The final track on NO was called "Interlude," which should have been the first hint something was up. What's up is the melody from the closing moments of "Interlude" being shared with and opening W in the guise of "I Want To Go To The Side Where You Can Touch…," an airy piece that floats between My Bloody Valentine soundscape and moaning Moog wash-outs. The ethereality of this track sets the tone for the majority of the rest of the record. Aside from the flourish of sprawling, Orange amp and pounding drum thunder that closed out "The Fallen," the final Torche-like third of "Beyond Good and Evil" and the apprehensive stoner shuffle of "You Will Know (Ohayo Version)," this is Boris at their ambient, new age-y, humming, psychedelic, chamber orchestrated, chilled out-ness.  

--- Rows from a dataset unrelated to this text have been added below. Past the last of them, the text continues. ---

//! Parse provider JSON output for decisions and action items.
//!
//! Providers wrap JSON in prose or code fences, so the span from the first
//! `[` to the last `]` is parsed.

use serde::Deserialize;

use minutes_core::errors::ExtractionError;
use minutes_core::models::{ActionItem, Decision};

#[derive(Debug, Deserialize)]
struct DecisionDto {
    description: String,
    #[serde(default)]
    topic: Option<String>,
}

#[derive(Debug, Deserialize)]
struct ActionItemDto {
    task: String,
    #[serde(default)]
    assignee: Option<String>,
    #[serde(default)]
    deadline: Option<String>,
}

/// The first `[` … last `]` span of `text`.
pub fn extract_json_array<'a>(text: &'a str, kind: &str) -> Result<&'a str, ExtractionError> {
    if text.trim().is_empty() {
        return Err(ExtractionError::EmptyOutput {
            kind: kind.to_string(),
        });
    }
    match (text.find('['), text.rfind(']')) {
        (Some(start), Some(end)) if start < end => Ok(&text[start..=end]),
        _ => Err(ExtractionError::MalformedOutput {
            kind: kind.to_string(),
            reason: "no JSON array found".to_string(),
        }),
    }
}

pub fn parse_decisions(text: &str, timestamp: i64) -> Result<Vec<Decision>, ExtractionError> {
    let dtos: Vec<DecisionDto> = parse_array(text, "decision")?;
    Ok(dtos
        .into_iter()
        .filter(|d| !d.description.trim().is_empty())
        .map(|d| Decision::new(d.description.trim(), non_blank(d.topic), timestamp))
        .collect())
}

pub fn parse_action_items(text: &str, timestamp: i64) -> Result<Vec<ActionItem>, ExtractionError> {
    let dtos: Vec<ActionItemDto> = parse_array(text, "action item")?;
    Ok(dtos
        .into_iter()
        .filter(|a| !a.task.trim().is_empty())
        .map(|a| {
            let item = ActionItem::new(a.task.trim(), non_blank(a.assignee), timestamp);
            match non_blank(a.deadline) {
                Some(deadline) => item.with_deadline(deadline),
                None => item,
            }
        })
        .collect())
}

fn parse_array<T: for<'de> Deserialize<'de>>(text: &str, kind: &str) -> Result<Vec<T>, ExtractionError> {
    let span = extract_json_array(text, kind)?;
    serde_json::from_str(span).map_err(|e| ExtractionError::MalformedOutput {
        kind: kind.to_string(),
        reason: e.to_string(),
    })
}

fn non_blank(value: Option<String>) -> Option<String> {
    value
        .map(|v| v.trim().to_string())
        .filter(|v| !v.is_empty() && v != "null")
}
//! MeetingContext: everything known about the active session.

use serde::{Deserialize, Serialize};

use minutes_core::keywords;
use minutes_core::models::{ActionItem, Decision, MeetingStats, MicroSummary, TranscriptChunk};

/// Per-session state: bounded raw transcript, the compaction hierarchy, and
/// tracked decisions / action items.
#[derive(Debug, Clone, Serialize, Deserialize)]
pub struct MeetingContext {
    pub session_id: String,
    /// Session start (epoch ms).
    pub start_time: i64,
    /// Name watched for in mention detection.
    pub subject_name: String,
    /// Most-recent-last. Bounded by the store's post-append trim.
    pub recent_chunks: Vec<TranscriptChunk>,
    pub micro_summaries: Vec<MicroSummary>,
    /// Append-only.
    pub section_summaries: Vec<String>,
    pub decisions: Vec<Decision>,
    pub action_items: Vec<ActionItem>,
    pub current_topic: Option<String>,
    /// When the last section compaction succeeded (epoch ms).
    pub last_section_compaction_at: Option<i64>,
    /// Chunks ever appended, including trimmed ones.
    pub transcript_count: usize,
    /// Chunks that mentioned `subject_name`.
    pub subject_mentions: usize,
    duration_minutes: i64,
}

/// The fields compaction trigger evaluation needs, copied out of the lock.
#[derive(Debug, Clone, Copy, PartialEq, Eq)]
pub struct CompactionView {
    pub start_time: i64,
    pub recent_len: usize,
    pub micro_len: usize,
    pub last_micro_end: Option<i64>,
    pub last_section_compaction_at: Option<i64>,
}

impl MeetingContext {
    /// Create a context with a fresh session id.
    pub fn new(subject_name: impl Into<String>, start_time: i64) -> Self {
        Self::with_id(uuid::Uuid::new_v4().to_string(), subject_name, start_time)
    }

    pub fn with_id(
        session_id: impl Into<String>,
        subject_name: impl Into<String>,
        start_time: i64,
    ) -> Self {
        Self {
            session_id: session_id.into(),
            start_time,
            subject_name: subject_name.into(),
            recent_chunks: Vec::new(),
            micro_summaries: Vec::new(),
            section_summaries: Vec::new(),
            decisions: Vec::new(),
            action_items: Vec::new(),
            current_topic: None,
            last_section_compaction_at: None,
            transcript_count: 0,
            subject_mentions: 0,
            duration_minutes: 0,
        }
    }

    /// Whole minutes since `start_time`, as of the last refresh.
    pub fn duration_minutes(&self) -> i64 {
        self.duration_minutes
    }

    /// Recompute the derived duration. Idempotent for a given `now`.
    pub fn refresh_duration(&mut self, now: i64) {
        self.duration_minutes = ((now - self.start_time).max(0)) / 60_000;
    }

    /// Append a chunk. Returns whether it mentions the subject.
    pub fn append_chunk(&mut self, chunk: TranscriptChunk, now: i64) -> bool {
        let mentioned = keywords::mentions(&chunk.text, &self.subject_name);
        if mentioned {
            self.subject_mentions += 1;
        }
        self.recent_chunks.push(chunk);
        self.transcript_count += 1;
        self.refresh_duration(now);
        mentioned
    }

    /// Drop the oldest chunks beyond `max_recent`. Returns how many were dropped.
    pub fn trim_recent(&mut self, max_recent: usize) -> usize {
        let excess = self.recent_chunks.len().saturating_sub(max_recent);
        if excess > 0 {
            self.recent_chunks.drain(..excess);
        }
        excess
    }

    /// Track a decision unless one with the same normalized text exists.
    pub fn track_decision(&mut self, decision: Decision) -> bool {
        if self.decisions.contains(&decision) {
            return false;
        }
        self.decisions.push(decision);
        true
    }

    /// Track an action item unless one with the same normalized text exists.
    pub fn track_action_item(&mut self, item: ActionItem) -> bool {
        if self.action_items.contains(&item) {
            return false;
        }
        self.action_items.push(item);
        true
    }

    /// Append a micro-summary; its first topic becomes the current topic.
    pub fn push_micro_summary(&mut self, summary: MicroSummary) {
        if let Some(topic) = summary.topics.first() {
            self.current_topic = Some(topic.clone());
        }
        self.micro_summaries.push(summary);
    }

    /// Replace the `count` oldest micro-summaries with one section summary.
    pub fn fold_section(&mut self, count: usize, section: String, at: i64) {
        let count = count.min(self.micro_summaries.len());
        self.micro_summaries.drain(..count);
        self.section_summaries.push(section);
        self.last_section_compaction_at = Some(at);
    }

    pub fn compaction_view(&self) -> CompactionView {
        CompactionView {
            start_time: self.start_time,
            recent_len: self.recent_chunks.len(),
            micro_len: self.micro_summaries.len(),
            last_micro_end: self.micro_summaries.last().map(|m| m.end_time),
            last_section_compaction_at: self.last_section_compaction_at,
        }
    }

    pub fn stats(&self) -> MeetingStats {
        MeetingStats {
            active: true,
            session_id: Some(self.session_id.clone()),
            duration_minutes: self.duration_minutes,
            chunk_count: self.recent_chunks.len(),
            transcript_count: self.transcript_count,
            micro_summary_count: self.micro_summaries.len(),
            section_summary_count: self.section_summaries.len(),
            decision_count: self.decisions.len(),
            action_item_count: self.action_items.len(),
            current_topic: self.current_topic.clone(),
            subject_mentions: self.subject_mentions,
        }
    }
}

There are moments where it feels like you're being lovingly absorbed and enveloped by sound. "Icelina" combines Portishead sparsity with a dirty hippie pulling up a stool, an acoustic guitar, and a homemade pedalboard at a liberal arts college's open mic night. "Drowning By Numbers" is reminiscent of Painkiller and Praxis exploring how to grate nervous systems with understated abrasion combined with insidious trip-hop rhythms. "Old Projector" conjures images of Enya jamming with Miranda Sex Garden. On the opposite end of the spectrum, there are swaths of stark minimalism and emptiness where it feels like you're sitting back and waiting for something to happen, the contrast making things appear that much more minimal and empty. A track like "Invitation" comes across more like random noises than organized sound and "Jozan" is simply a one-minute and twenty-five-second cover of John Cage's "4:33." 

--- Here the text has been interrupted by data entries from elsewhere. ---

use async_trait::async_trait;

use crate::errors::MinutesResult;
use crate::models::{MinutesRecord, TranscriptChunk};

/// External persistence collaborator for finished sessions.
#[async_trait]
pub trait MinutesSink: Send + Sync {
    /// Store the final record and the retained raw chunks.
    async fn persist(&self, record: &MinutesRecord, chunks: &[TranscriptChunk])
        -> MinutesResult<()>;
}
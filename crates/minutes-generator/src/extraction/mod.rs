//! Decision and action item extraction.
//!
//! Three sources, merged in precedence order: items tracked during the
//! session, items a provider returned as JSON, and keyword heuristics over
//! the retained transcript.

pub mod heuristic;
pub mod structured;

pub use heuristic::{action_from_chunk, decision_from_chunk, scan_chunks};
pub use structured::{extract_json_array, parse_action_items, parse_decisions};

use minutes_core::models::{ActionItem, Decision};

/// Union of `sources` in order, keeping the first of each normalized text.
pub fn merge_decisions<I>(sources: I) -> Vec<Decision>
where
    I: IntoIterator<Item = Vec<Decision>>,
{
    let mut merged: Vec<Decision> = Vec::new();
    for decision in sources.into_iter().flatten() {
        if !merged.contains(&decision) {
            merged.push(decision);
        }
    }
    merged
}

/// Union of `sources` in order, keeping the first of each normalized text.
pub fn merge_action_items<I>(sources: I) -> Vec<ActionItem>
where
    I: IntoIterator<Item = Vec<ActionItem>>,
{
    let mut merged: Vec<ActionItem> = Vec::new();
    for item in sources.into_iter().flatten() {
        if !merged.contains(&item) {
            merged.push(item);
        }
    }
    merged
}
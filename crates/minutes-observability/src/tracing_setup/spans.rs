//! Span definitions per operation: ingest, compaction, provider calls, minutes.

/// Create an ingest span.
#[macro_export]
macro_rules! ingest_span {
    ($session_id:expr) => {
        tracing::debug_span!("minutes.ingest", session_id = %$session_id)
    };
}

/// Create a compaction span.
#[macro_export]
macro_rules! compaction_span {
    ($level:expr, $session_id:expr) => {
        tracing::info_span!("minutes.compaction", level = %$level, session_id = %$session_id)
    };
}

/// Create a provider orchestration span.
#[macro_export]
macro_rules! provider_span {
    ($operation:expr, $provider_count:expr) => {
        tracing::info_span!(
            "minutes.provider",
            operation = %$operation,
            provider_count = $provider_count
        )
    };
}

/// Create a minutes generation span.
#[macro_export]
macro_rules! minutes_span {
    ($session_id:expr) => {
        tracing::info_span!("minutes.generate", session_id = %$session_id)
    };
}

/// Span names as constants for programmatic use.
pub mod names {
    pub const INGEST: &str = "minutes.ingest";
    pub const COMPACTION: &str = "minutes.compaction";
    pub const PROVIDER: &str = "minutes.provider";
    pub const MINUTES: &str = "minutes.generate";
}
/// Structured extraction errors. Always recovered locally.
#[derive(Debug, Clone, thiserror::Error)]
pub enum ExtractionError {
    #[error("malformed {kind} output: {reason}")]
    MalformedOutput { kind: String, reason: String },

    #[error("provider returned no {kind} output")]
    EmptyOutput { kind: String },
}
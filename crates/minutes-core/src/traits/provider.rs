use async_trait::async_trait;

use crate::errors::MinutesResult;
use crate::models::{ProviderKind, ProviderResponse, SummaryRequest};

/// One external text-generation service.
///
/// Each implementation owns its prompt templating and response shape and
/// reports back only the uniform [`ProviderResponse`] / summary text.
#[async_trait]
pub trait CompletionProvider: Send + Sync {
    /// Which backend this is. Providers are keyed by kind in the orchestrator.
    fn kind(&self) -> ProviderKind;

    /// Human-readable provider name.
    fn name(&self) -> &str {
        self.kind().as_str()
    }

    /// Answer a free-form question against the supplied session context.
    async fn answer_question(&self, question: &str, context: &str)
        -> MinutesResult<ProviderResponse>;

    /// Generate text for a typed summary request.
    ///
    /// A result starting with [`crate::constants::ERROR_PREFIX`] is treated as
    /// a failure by the orchestrator.
    async fn generate_summary(&self, request: &SummaryRequest) -> MinutesResult<String>;
}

How W lands will depend on where it lands. The segment of the public experiencing this record will be as important to its success as the content itself. Boris super-fans will continue to experience the breadth of the trio's journey and worship accordingly. People who find that minimalism doesn't push enough air to be stimulating will likely find this to be sonic wallpaper. The opposite should be true for fans of ambient music and active listeners who enjoy discovering the different tones, forms, and textures sound can take. Here's how we're hoping it falls: somehow, the booking agent gods figure a way to get Boris on tour with Blood Incantation so that both bands can do split sets consisting of their quiet and minimal moments buttressed up against their loud and distorted bombast. The dynamics would be mind-bending, just like Boris themselves continue to be.